Research

Publications & research lines

My research is on agentic AI systems for software engineering — pipelines that combine LLMs with static-analysis tooling for vulnerability detection, triage, and remediation. Conducted at Simon Fraser University under Dr. Mohammad Tayebi.

Publications

ZeroFalse: Improving Precision in Static Analysis with LLMs

Under review RAID 2026 2026

Mohsen Iranmanesh, Sina Moradi Sabet, Sina Marefat, Ali Javidi Ghasr, Allison Wilson, Iman Sharafaldin, Mohammad A. Tayebi

A multi-stage LLM pipeline that takes raw static-analyzer alerts and triages them through contextual reasoning and structured evidence validation, reducing false positives without sacrificing recall. Evaluated 10 frontier LLMs across 6 model families (Gemini, GPT, Grok, Mistral, DeepSeek, Qwen) on the OWASP Java Benchmark (1,974 cases / 10 CWE categories) and CWE-bench — a real-world dataset of 755 CodeQL alerts across 56 project–CVE pairs from 37 open-source Java repositories. CWE-specialized prompting improved F1 by up to +0.26 on real-world code; best F1 is 0.912 on OWASP and 0.837 on CWE-bench.
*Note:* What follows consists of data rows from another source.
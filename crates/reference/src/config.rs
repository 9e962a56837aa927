use ndarray::{Array2, array};
use thiserror::Error;

/// Configuration for the reference backend.
#[derive(Debug, Clone, PartialEq)]
pub struct Config {
    gains: Array2<f64>,
    substeps: usize,
}

/// Errors that can occur when validating a reference backend config.
#[derive(Debug, Error, Clone, Copy, PartialEq, Eq)]
pub enum ConfigError {
    #[error("gain matrix must have at least one row and one column")]
    EmptyGains,

    #[error("gains must be finite")]
    NonFiniteGain,

    #[error("substeps must be at least 1")]
    ZeroSubsteps,
}

impl Default for Config {
    /// Gains that hold the cart-pole upright, with 10 Euler substeps.
    fn default() -> Self {
        Self {
            gains: array![[-2.0, 40.0, -4.0, 8.0]],
            substeps: 10,
        }
    }
}

impl Config {
    /// Creates a new config with a validated `nu × nx` gain matrix.
    ///
    /// # Errors
    ///
    /// Returns an error if the gain matrix is empty or has a non-finite entry,
    /// or if `substeps` is zero.
    pub fn new(gains: Array2<f64>, substeps: usize) -> Result<Self, ConfigError> {
        if gains.is_empty() {
            return Err(ConfigError::EmptyGains);
        }
        if gains.iter().any(|k| !k.is_finite()) {
            return Err(ConfigError::NonFiniteGain);
        }
        if substeps == 0 {
            return Err(ConfigError::ZeroSubsteps);
        }

        Ok(Self { gains, substeps })
    }

    /// Returns the feedback gain matrix `K`, one row per control.
    #[must_use]
    pub fn gains(&self) -> &Array2<f64> {
        &self.gains
    }

    /// Returns the number of Euler substeps per step.
    #[must_use]
    pub fn substeps(&self) -> usize {
        self.substeps
    }
}
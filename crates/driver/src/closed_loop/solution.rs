/// Indicates how the closed loop terminated.
#[derive(Debug, Clone, Copy, PartialEq, Eq)]
pub enum Status {
    /// Completed all requested steps.
    Complete,

    /// Stopped early due to an observer action.
    StoppedByObserver,
}

/// The result of a successful closed-loop run.
///
/// The trajectories themselves stay with the driver; see
/// [`ClosedLoop::trajectories`](super::ClosedLoop::trajectories).
#[derive(Debug, Clone, Copy, PartialEq, Eq)]
pub struct Solution {
    /// How the run terminated.
    pub status: Status,

    /// Number of closed-loop steps completed.
    pub steps: usize,
}
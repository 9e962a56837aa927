use ndarray::{Array1, Array2, ArrayView1, Axis, ShapeError};

/// State and control trajectories recorded by a closed-loop run.
///
/// States are stored one per row in an `(steps + 1) × nx` matrix and controls
/// in a `steps × nu` matrix. Row `i + 1` of the states is always the simulator
/// output for row `i` of the states under row `i` of the controls.
#[derive(Debug, Clone, PartialEq)]
pub struct Trajectories {
    states: Array2<f64>,
    controls: Array2<f64>,
}

impl Trajectories {
    /// Creates empty trajectories for `nx` states and `nu` controls.
    #[must_use]
    pub fn new(nx: usize, nu: usize) -> Self {
        Self {
            states: Array2::zeros((0, nx)),
            controls: Array2::zeros((0, nu)),
        }
    }

    /// Returns the state dimension.
    #[must_use]
    pub fn nx(&self) -> usize {
        self.states.ncols()
    }

    /// Returns the control dimension.
    #[must_use]
    pub fn nu(&self) -> usize {
        self.controls.ncols()
    }

    /// Returns all recorded states, one per row.
    #[must_use]
    pub fn states(&self) -> &Array2<f64> {
        &self.states
    }

    /// Returns all recorded controls, one per row.
    #[must_use]
    pub fn controls(&self) -> &Array2<f64> {
        &self.controls
    }

    /// Returns the state at step `i`.
    ///
    /// # Panics
    ///
    /// Panics if no state was recorded for step `i`.
    #[must_use]
    pub fn state(&self, i: usize) -> ArrayView1<'_, f64> {
        self.states.row(i)
    }

    /// Returns the control applied at step `i`.
    ///
    /// # Panics
    ///
    /// Panics if no control was recorded for step `i`.
    #[must_use]
    pub fn control(&self, i: usize) -> ArrayView1<'_, f64> {
        self.controls.row(i)
    }

    /// Returns the number of recorded states.
    #[must_use]
    pub fn state_count(&self) -> usize {
        self.states.len_of(Axis(0))
    }

    /// Returns the number of recorded controls.
    #[must_use]
    pub fn control_count(&self) -> usize {
        self.controls.len_of(Axis(0))
    }

    /// Returns the sample time of each recorded state for a step of `dt`.
    ///
    /// The grid is `0, dt, 2 dt, ...` with one entry per state.
    #[must_use]
    pub fn times(&self, dt: f64) -> Array1<f64> {
        (0..self.state_count()).map(|i| i as f64 * dt).collect()
    }

    pub(crate) fn push_state(&mut self, x: ArrayView1<'_, f64>) -> Result<(), ShapeError> {
        self.states.push_row(x)
    }

    pub(crate) fn push_control(&mut self, u: ArrayView1<'_, f64>) -> Result<(), ShapeError> {
        self.controls.push_row(u)
    }
}

#[cfg(test)]
mod tests {
    use super::*;

    use approx::assert_relative_eq;
    use ndarray::array;

    #[test]
    fn rows_accumulate_in_order() {
        let mut trajectories = Trajectories::new(2, 1);
        trajectories.push_state(array![1.0, 2.0].view()).unwrap();
        trajectories.push_control(array![0.5].view()).unwrap();
        trajectories.push_state(array![3.0, 4.0].view()).unwrap();

        assert_eq!(trajectories.state_count(), 2);
        assert_eq!(trajectories.control_count(), 1);
        assert_eq!(trajectories.state(1), array![3.0, 4.0]);
        assert_eq!(trajectories.control(0), array![0.5]);
        assert_eq!(trajectories.states().dim(), (2, 2));
    }

    #[test]
    fn wrong_length_row_is_rejected_without_recording() {
        let mut trajectories = Trajectories::new(2, 1);

        assert!(trajectories.push_state(array![1.0].view()).is_err());
        assert!(trajectories.push_control(array![1.0, 2.0].view()).is_err());
        assert_eq!(trajectories.state_count(), 0);
        assert_eq!(trajectories.control_count(), 0);
    }

    #[test]
    fn times_cover_every_state() {
        let mut trajectories = Trajectories::new(1, 1);
        for x in [0.0, 1.0, 2.0, 3.0] {
            trajectories.push_state(array![x].view()).unwrap();
        }

        let times = trajectories.times(0.05);

        assert_eq!(times.len(), 4);
        assert_relative_eq!(times[0], 0.0);
        assert_relative_eq!(times[3], 0.15, epsilon = 1e-12);
    }
}
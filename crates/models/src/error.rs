use thiserror::Error;

/// Errors that can occur when evaluating a model.
#[derive(Debug, Error, Clone, Copy, PartialEq, Eq)]
pub enum ModelError {
    #[error("state must have length {expected}, got {actual}")]
    StateLength { expected: usize, actual: usize },

    #[error("control must have length {expected}, got {actual}")]
    ControlLength { expected: usize, actual: usize },
}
First-author submission, currently under review at RAID 2026.

arXiv

Ongoing research lines

AutoSec — fully agentic vulnerability remediation

End-to-end multi-agent pipeline: a static-analyzer agent surfaces candidate vulnerabilities, an LLM triage agent validates them against code context, a patch-generation agent proposes fixes, and a verification agent runs the patched code through the test suite and re-analyzes for regressions. Current focus: multi-stage prioritization to improve both precision and remediation coverage.

ThreatEZ — bottom-up threat modeling

A 6-phase static-analysis-grounded multi-agent pipeline that derives system architecture and STRIDE threats directly from source code — no manually authored data-flow diagram required. Maps findings to NIST 800-53 controls. Shipped as a VS Code extension; evaluated via an LLM-as-Judge harness with semantic threat matching against human-authored ground truth.

CVE-Bench — reproducible CVE exploitation & patching

LangGraph-orchestrated agentic pipeline that reproduces and patches documented CVEs end-to-end. Curated dataset of 100+ CVEs with dockerized vulnerable + patched builds and an automated exploit-validation loop that verifies the PoC succeeds on the vulnerable image and fails on the patched one.